_RECORDS TO USE_:
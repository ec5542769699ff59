//! Reply delivery: pick where a reply goes, then put it on the wire.

use std::net::{Ipv4Addr, SocketAddr, SocketAddrV4};
use std::sync::Arc;

use socket2::{Domain, SockAddr, Socket, Type};
use thiserror::Error;
use tokio::net::UdpSocket;
use tracing::{debug, warn};

use crate::frame::{self, FrameError};
use crate::hwaddr::MacAddr;
use crate::interface::Interface;
use crate::options::MessageType;
use crate::packet::{CLIENT_PORT, DhcpPacket, SERVER_PORT};

#[derive(Error, Debug)]
pub enum TransportError {
    #[error("send failed: {0}")]
    Io(#[from] std::io::Error),
    #[error("frame construction failed: {0}")]
    Frame(#[from] FrameError),
}

/// Where a reply is sent.
#[derive(Debug, Clone, Copy, PartialEq, Eq)]
pub enum Delivery {
    Unicast(SocketAddrV4),
    Broadcast(SocketAddrV4),
    /// Straight onto the link, addressed to the client's hardware address.
    RawEthernet { dst_mac: MacAddr, dst_ip: Ipv4Addr },
}

impl Delivery {
    fn broadcast() -> Self {
        Delivery::Broadcast(SocketAddrV4::new(Ipv4Addr::BROADCAST, CLIENT_PORT))
    }
}

/// Decide how `reply` reaches the client that sent `request`.
///
/// Relay first, then NAK broadcast, then a client that already owns an
/// address, then the broadcast flag. Anything left has no usable IP yet
/// and gets a raw frame.
pub fn select_delivery(request: &DhcpPacket, reply: &DhcpPacket) -> Delivery {
    if !request.giaddr.is_unspecified() {
        return Delivery::Unicast(SocketAddrV4::new(request.giaddr, SERVER_PORT));
    }
    if reply.message_type() == Some(MessageType::Nak) {
        return Delivery::broadcast();
    }
    if !request.ciaddr.is_unspecified() {
        return Delivery::Unicast(SocketAddrV4::new(request.ciaddr, CLIENT_PORT));
    }
    if request.is_broadcast() {
        return Delivery::broadcast();
    }
    Delivery::RawEthernet {
        dst_mac: request.hw_addr(),
        dst_ip: reply.yiaddr,
    }
}

/// AF_PACKET sender bound to one interface.
pub struct RawSender {
    socket: Arc<Socket>,
    ifindex: i32,
    src_mac: MacAddr,
    src_ip: Ipv4Addr,
}

impl RawSender {
    /// Open a packet socket on `interface`. Frames carry `src_ip` (the
    /// server identifier, or 0.0.0.0) as their source address.
    pub fn open(interface: &Interface, src_ip: Ipv4Addr) -> std::io::Result<Self> {
        let socket = Socket::new(Domain::PACKET, Type::RAW, None)?;

        let src_mac = interface.hw_addr.unwrap_or_else(|| {
            warn!(
                "Interface {} has no hardware address, raw replies will use {}",
                interface.name,
                MacAddr::ZERO
            );
            MacAddr::ZERO
        });

        Ok(Self {
            socket: Arc::new(socket),
            ifindex: interface.index,
            src_mac,
            src_ip,
        })
    }

    pub async fn send(
        &self,
        dst_mac: MacAddr,
        dst_ip: Ipv4Addr,
        payload: &[u8],
    ) -> Result<(), TransportError> {
        let frame = frame::build_frame(self.src_mac, dst_mac, self.src_ip, dst_ip, payload)?;
        let addr = link_addr(self.ifindex, dst_mac);
        let socket = self.socket.clone();

        tokio::task::spawn_blocking(move || socket.send_to(&frame, &addr))
            .await
            .map_err(std::io::Error::other)??;
        Ok(())
    }
}

fn link_addr(ifindex: i32, dst: MacAddr) -> SockAddr {
    // SAFETY: sockaddr_storage is large and aligned enough for any
    // sockaddr, and all-zero is a valid bit pattern for both types.
    unsafe {
        let mut storage: libc::sockaddr_storage = std::mem::zeroed();
        let sll = &mut *(&mut storage as *mut libc::sockaddr_storage).cast::<libc::sockaddr_ll>();
        sll.sll_family = libc::AF_PACKET as libc::c_ushort;
        sll.sll_protocol = (libc::ETH_P_IP as u16).to_be();
        sll.sll_ifindex = ifindex;
        sll.sll_halen = 6;
        sll.sll_addr[..6].copy_from_slice(&dst.octets());
        SockAddr::new(
            storage,
            std::mem::size_of::<libc::sockaddr_ll>() as libc::socklen_t,
        )
    }
}

/// Outbound side of the server: the shared UDP socket plus, when an
/// interface is configured, the raw sender.
pub struct Transport {
    socket: Arc<UdpSocket>,
    raw: Option<RawSender>,
}

impl Transport {
    pub fn new(socket: Arc<UdpSocket>, raw: Option<RawSender>) -> Self {
        Self { socket, raw }
    }

    pub async fn send(&self, delivery: Delivery, reply: &DhcpPacket) -> Result<(), TransportError> {
        let bytes = reply.to_bytes();
        match delivery {
            Delivery::Unicast(addr) | Delivery::Broadcast(addr) => {
                debug!("Sending {} bytes to {}", bytes.len(), addr);
                self.socket.send_to(&bytes, SocketAddr::V4(addr)).await?;
            }
            Delivery::RawEthernet { dst_mac, dst_ip } => match &self.raw {
                Some(raw) => {
                    debug!("Sending {} byte raw frame to {} ({})", bytes.len(), dst_mac, dst_ip);
                    raw.send(dst_mac, dst_ip, &bytes).await?;
                }
                None => {
                    warn!("No interface configured for raw delivery to {}, broadcasting", dst_mac);
                    let addr = SocketAddrV4::new(Ipv4Addr::BROADCAST, CLIENT_PORT);
                    self.socket.send_to(&bytes, SocketAddr::V4(addr)).await?;
                }
            },
        }
        Ok(())
    }
}
mod supervisor;

use anyhow::Context;
use md_api::state::ApiState;
use md_dhcp::{DhcpConfig, DhcpServer, DhcpState, SharedDhcpState};
use signal_hook::consts::signal::SIGHUP;
use signal_hook_tokio::Signals;
use std::net::SocketAddr;
use std::path::{Path, PathBuf};
use std::sync::Arc;
use supervisor::{supervise, RestartPolicy};
use tokio::signal::unix::{signal, SignalKind};
use tokio::sync::RwLock;
use tokio_stream::StreamExt;
use tracing::{error, info};

const DEFAULT_CONFIG_PATH: &str = "minidhcp.yaml";

#[tokio::main]
async fn main() -> anyhow::Result<()> {
    // Initialize logging
    tracing_subscriber::fmt()
        .with_env_filter(
            tracing_subscriber::EnvFilter::try_from_default_env()
                .unwrap_or_else(|_| "info,minidhcp=debug,md_dhcp=debug".into()),
        )
        .init();

    info!("Starting minidhcp...");

    let config_path = PathBuf::from(
        std::env::var("MINIDHCP_CONFIG").unwrap_or_else(|_| DEFAULT_CONFIG_PATH.to_string()),
    );
    let config = DhcpConfig::load(&config_path)
        .with_context(|| format!("failed to load {}", config_path.display()))?;
    let rest_port = config.rest_port;

    let state = DhcpState::from_config(config).context("failed to set up DHCP pools")?;
    for pool in state.store.pools() {
        info!(
            "  Pool {}: {}-{} ({}s)",
            pool.role,
            pool.start,
            pool.stop,
            pool.lease_time.as_secs()
        );
    }
    info!("  Leases: {} loaded from {}", state.store.len(), state.store.path().display());
    let dhcp_state: SharedDhcpState = Arc::new(RwLock::new(state));

    // ── DHCP server ────────────────────────────────────────────────────

    let server = DhcpServer::start(dhcp_state.clone())
        .await
        .context("failed to start DHCP server")?;

    // ── API server ─────────────────────────────────────────────────────

    let api_router = md_api::build_router(ApiState {
        dhcp: dhcp_state.clone(),
        config_path: config_path.clone(),
    });

    supervise("api", RestartPolicy::API, move || {
        let router = api_router.clone();
        async move {
            let addr: SocketAddr = format!("[::]:{}", rest_port).parse()?;
            let listener = tokio::net::TcpListener::bind(addr).await?;
            info!("Admin API listening on {}", addr);
            axum::serve(listener, router).await?;
            Ok(())
        }
    });

    // ── SIGHUP handler ─────────────────────────────────────────────────

    {
        let dhcp_state = dhcp_state.clone();
        supervise("sighup", RestartPolicy::SIGNALS, move || {
            handle_sighup(config_path.clone(), dhcp_state.clone())
        });
    }

    // ── Shutdown ───────────────────────────────────────────────────────

    let shutdown = server.shutdown_handle();
    tokio::spawn(async move {
        match shutdown_signal().await {
            Ok(()) => {
                info!("Shutting down...");
                shutdown.shutdown();
            }
            Err(e) => error!("Failed to listen for shutdown signals: {}", e),
        }
    });

    info!("minidhcp started successfully");

    server.wait().await
}

async fn shutdown_signal() -> anyhow::Result<()> {
    let mut terminate = signal(SignalKind::terminate())?;
    tokio::select! {
        result = tokio::signal::ctrl_c() => result?,
        _ = terminate.recv() => {}
    }
    Ok(())
}

async fn handle_sighup(config_path: PathBuf, dhcp_state: SharedDhcpState) -> anyhow::Result<()> {
    let mut signals = Signals::new([SIGHUP])?;

    while let Some(signal) = signals.next().await {
        if signal == SIGHUP {
            info!("Received SIGHUP, reloading config...");
            if let Err(e) = reload(&config_path, &dhcp_state).await {
                error!("Failed to reload DHCP config: {:#}", e);
            }
        }
    }

    Ok(())
}

/// Re-read the config file and swap in pools built from it. Interface and
/// port changes need a restart.
async fn reload(config_path: &Path, dhcp_state: &SharedDhcpState) -> anyhow::Result<()> {
    let config = DhcpConfig::load(config_path)?;
    dhcp_state.write().await.reconfigure(config)?;
    info!("DHCP config reloaded");
    Ok(())
}
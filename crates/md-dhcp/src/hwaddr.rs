use std::fmt;
use std::str::FromStr;

use thiserror::Error;

#[derive(Error, Debug, PartialEq, Eq)]
#[error("malformed hardware address: {0}")]
pub struct MacParseError(pub String);

/// 48-bit Ethernet hardware address.
#[derive(Debug, Clone, Copy, PartialEq, Eq, Hash, PartialOrd, Ord, Default)]
pub struct MacAddr(pub [u8; 6]);

impl MacAddr {
    pub const ZERO: MacAddr = MacAddr([0; 6]);

    pub fn octets(&self) -> [u8; 6] {
        self.0
    }

    pub fn is_zero(&self) -> bool {
        self.0 == [0; 6]
    }
}

impl From<[u8; 6]> for MacAddr {
    fn from(octets: [u8; 6]) -> Self {
        Self(octets)
    }
}

impl fmt::Display for MacAddr {
    fn fmt(&self, f: &mut fmt::Formatter<'_>) -> fmt::Result {
        let [a, b, c, d, e, g] = self.0;
        write!(f, "{a:02x}:{b:02x}:{c:02x}:{d:02x}:{e:02x}:{g:02x}")
    }
}

/// Accepts `aa:bb:cc:dd:ee:ff` and `aa-bb-cc-dd-ee-ff`, any case.
impl FromStr for MacAddr {
    type Err = MacParseError;

    fn from_str(s: &str) -> Result<Self, Self::Err> {
        let sep = if s.contains('-') { '-' } else { ':' };
        let parts: Vec<&str> = s.split(sep).collect();
        if parts.len() != 6 {
            return Err(MacParseError(s.to_string()));
        }

        let mut mac = [0u8; 6];
        for (slot, part) in mac.iter_mut().zip(&parts) {
            if part.len() != 2 {
                return Err(MacParseError(s.to_string()));
            }
            *slot = u8::from_str_radix(part, 16).map_err(|_| MacParseError(s.to_string()))?;
        }
        Ok(Self(mac))
    }
}
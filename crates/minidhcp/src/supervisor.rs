//! Restart loop for the daemon's side services (admin API, SIGHUP listener).
//! The DHCP receive loop is not supervised: its failure ends the process.

use std::future::Future;
use std::time::{Duration, Instant};

use tokio::task::JoinHandle;
use tracing::{debug, error, warn};

/// A run that lasts this long counts as healthy and clears the failure count.
const HEALTHY_RUN: Duration = Duration::from_secs(60);

#[derive(Debug, Clone, Copy, PartialEq, Eq)]
pub struct RestartPolicy {
    /// Consecutive failures tolerated before giving up.
    pub max_failures: u32,
    pub delay: Duration,
}

impl RestartPolicy {
    pub const API: Self = Self {
        max_failures: 10,
        delay: Duration::from_secs(2),
    };

    pub const SIGNALS: Self = Self {
        max_failures: 3,
        delay: Duration::from_secs(5),
    };
}

/// Run `service` on its own task and start it again after an error or a
/// panic. Returning `Ok(())` ends supervision.
pub fn supervise<F, Fut>(name: &'static str, policy: RestartPolicy, service: F) -> JoinHandle<()>
where
    F: Fn() -> Fut + Send + 'static,
    Fut: Future<Output = anyhow::Result<()>> + Send + 'static,
{
    tokio::spawn(async move {
        let mut failures = 0u32;
        loop {
            let started = Instant::now();
            let reason = match tokio::spawn(service()).await {
                Ok(Ok(())) => {
                    debug!("{name} finished");
                    return;
                }
                Ok(Err(e)) => format!("{e:#}"),
                Err(e) => format!("panicked: {e}"),
            };

            failures = if started.elapsed() >= HEALTHY_RUN {
                1
            } else {
                failures + 1
            };
            if failures > policy.max_failures {
                error!("{name} failed {failures} times in a row, giving up: {reason}");
                return;
            }

            warn!(
                "{name} stopped ({reason}), restart {failures}/{} in {:?}",
                policy.max_failures, policy.delay
            );
            tokio::time::sleep(policy.delay).await;
        }
    })
}
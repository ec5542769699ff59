use std::net::{Ipv4Addr, SocketAddr};
use std::sync::Arc;

use anyhow::{Context, Result};
use socket2::{Domain, Protocol, Socket, Type};
use tokio::net::UdpSocket;
use tokio::sync::watch;
use tokio::task::JoinHandle;
use tracing::{debug, info, warn};

use crate::SharedDhcpState;
use crate::engine;
use crate::interface::Interface;
use crate::packet::{DhcpPacket, SERVER_PORT};
use crate::transport::{self, RawSender, Transport};

const MAX_DATAGRAM: usize = 1 << 16;

/// Running DHCP server: one receive loop plus a task per exchange.
pub struct DhcpServer {
    local_addr: SocketAddr,
    shutdown: ShutdownHandle,
    task: JoinHandle<std::io::Result<()>>,
}

/// Stops the receive loop. In-flight exchanges are not awaited.
#[derive(Clone)]
pub struct ShutdownHandle(Arc<watch::Sender<bool>>);

impl ShutdownHandle {
    pub fn shutdown(&self) {
        self.0.send_replace(true);
    }
}

impl DhcpServer {
    /// Bind 0.0.0.0:67 (on the configured interface, if any) and start
    /// serving.
    pub async fn start(state: SharedDhcpState) -> Result<Self> {
        Self::start_on(state, SocketAddr::from((Ipv4Addr::UNSPECIFIED, SERVER_PORT))).await
    }

    pub async fn start_on(state: SharedDhcpState, addr: SocketAddr) -> Result<Self> {
        let (interface_name, server_id) = {
            let s = state.read().await;
            (s.config.interface.clone(), s.server_id)
        };

        let socket = Socket::new(Domain::IPV4, Type::DGRAM, Some(Protocol::UDP))?;
        socket.set_reuse_address(true)?;
        socket.set_broadcast(true)?;
        socket
            .bind(&addr.into())
            .with_context(|| format!("failed to bind DHCP socket on {addr}"))?;

        let raw = if interface_name.is_empty() {
            None
        } else {
            let interface = Interface::lookup(&interface_name)?;
            #[cfg(target_os = "linux")]
            socket.bind_device(Some(interface_name.as_bytes()))?;
            info!("DHCP bound to interface {} (index {})", interface.name, interface.index);

            let raw = RawSender::open(&interface, server_id.unwrap_or(Ipv4Addr::UNSPECIFIED))
                .with_context(|| format!("failed to open packet socket on {interface_name}"))?;
            Some(raw)
        };

        socket.set_nonblocking(true)?;
        let socket = Arc::new(UdpSocket::from_std(socket.into())?);
        let local_addr = socket.local_addr()?;
        let transport = Arc::new(Transport::new(socket.clone(), raw));

        let (tx, rx) = watch::channel(false);
        let task = tokio::spawn(receive_loop(socket, state, transport, rx));

        info!("DHCP server listening on {}", local_addr);

        Ok(Self {
            local_addr,
            shutdown: ShutdownHandle(Arc::new(tx)),
            task,
        })
    }

    pub fn local_addr(&self) -> SocketAddr {
        self.local_addr
    }

    pub fn shutdown_handle(&self) -> ShutdownHandle {
        self.shutdown.clone()
    }

    pub fn shutdown(&self) {
        self.shutdown.shutdown();
    }

    /// Resolve when the receive loop ends: `Ok` after a shutdown, the read
    /// error otherwise.
    pub async fn wait(self) -> Result<()> {
        self.task
            .await
            .context("DHCP receive loop panicked")?
            .context("DHCP receive failed")
    }
}

async fn receive_loop(
    socket: Arc<UdpSocket>,
    state: SharedDhcpState,
    transport: Arc<Transport>,
    mut shutdown: watch::Receiver<bool>,
) -> std::io::Result<()> {
    let mut buf = vec![0u8; MAX_DATAGRAM];

    loop {
        let (len, src) = tokio::select! {
            _ = shutdown.changed() => {
                info!("DHCP server stopping");
                return Ok(());
            }
            received = socket.recv_from(&mut buf) => received?,
        };

        let request = match DhcpPacket::parse(&buf[..len]) {
            Ok(p) => p,
            Err(e) => {
                debug!("Invalid DHCP packet from {}: {}", src, e);
                continue;
            }
        };

        tokio::spawn(run_exchange(request, state.clone(), transport.clone()));
    }
}

async fn run_exchange(request: DhcpPacket, state: SharedDhcpState, transport: Arc<Transport>) {
    // Held until the lease is committed; reconfiguration waits for it.
    let guard = state.read_owned().await;

    // Lease assignment syncs the log to disk.
    let outcome = tokio::task::spawn_blocking(move || {
        let reply = engine::handle_exchange(&request, &guard.store, guard.server_id);
        (request, reply)
    })
    .await;

    let (request, reply) = match outcome {
        Ok((request, Ok(reply))) => (request, reply),
        Ok((request, Err(e))) if e.is_protocol_violation() => {
            debug!("Dropping request from {}: {}", request.hw_addr(), e);
            return;
        }
        Ok((request, Err(e))) => {
            warn!("DHCP exchange for {} failed: {}", request.hw_addr(), e);
            return;
        }
        Err(e) => {
            warn!("DHCP exchange task failed: {}", e);
            return;
        }
    };

    let delivery = transport::select_delivery(&request, &reply);
    if let Err(e) = transport.send(delivery, &reply).await {
        warn!("Failed to deliver reply to {} via {:?}: {}", request.hw_addr(), delivery, e);
    }
}
use std::path::{Path, PathBuf};

use thiserror::Error;

use crate::hwaddr::MacAddr;

const SYSFS_NET: &str = "/sys/class/net";

#[derive(Error, Debug)]
pub enum InterfaceError {
    #[error("interface {name} not found: {source}")]
    NotFound {
        name: String,
        #[source]
        source: std::io::Error,
    },
    #[error("interface {name} has unreadable index {value:?}")]
    BadIndex { name: String, value: String },
}

/// Link the server listens on and, for the raw path, transmits on.
#[derive(Debug, Clone, PartialEq, Eq)]
pub struct Interface {
    pub name: String,
    pub index: i32,
    /// `None` when the link reports no usable hardware address.
    pub hw_addr: Option<MacAddr>,
}

impl Interface {
    pub fn lookup(name: &str) -> Result<Self, InterfaceError> {
        Self::lookup_in(Path::new(SYSFS_NET), name)
    }

    fn lookup_in(root: &Path, name: &str) -> Result<Self, InterfaceError> {
        let dir: PathBuf = root.join(name);

        let raw_index = std::fs::read_to_string(dir.join("ifindex")).map_err(|source| {
            InterfaceError::NotFound {
                name: name.to_string(),
                source,
            }
        })?;
        let index = raw_index
            .trim()
            .parse()
            .map_err(|_| InterfaceError::BadIndex {
                name: name.to_string(),
                value: raw_index.trim().to_string(),
            })?;

        let hw_addr = std::fs::read_to_string(dir.join("address"))
            .ok()
            .and_then(|s| s.trim().parse::<MacAddr>().ok())
            .filter(|mac| !mac.is_zero());

        Ok(Self {
            name: name.to_string(),
            index,
            hw_addr,
        })
    }
}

_YOUR TASK_: For each line above that includes "ends", copy the line.

_COMPLETED EXERCISE_:
//! The DHCP receive loop is not supervised: its failure ends the process.
/// panic. Returning `Ok(())` ends supervision.
    /// Resolve when the receive loop ends: `Ok` after a shutdown, the read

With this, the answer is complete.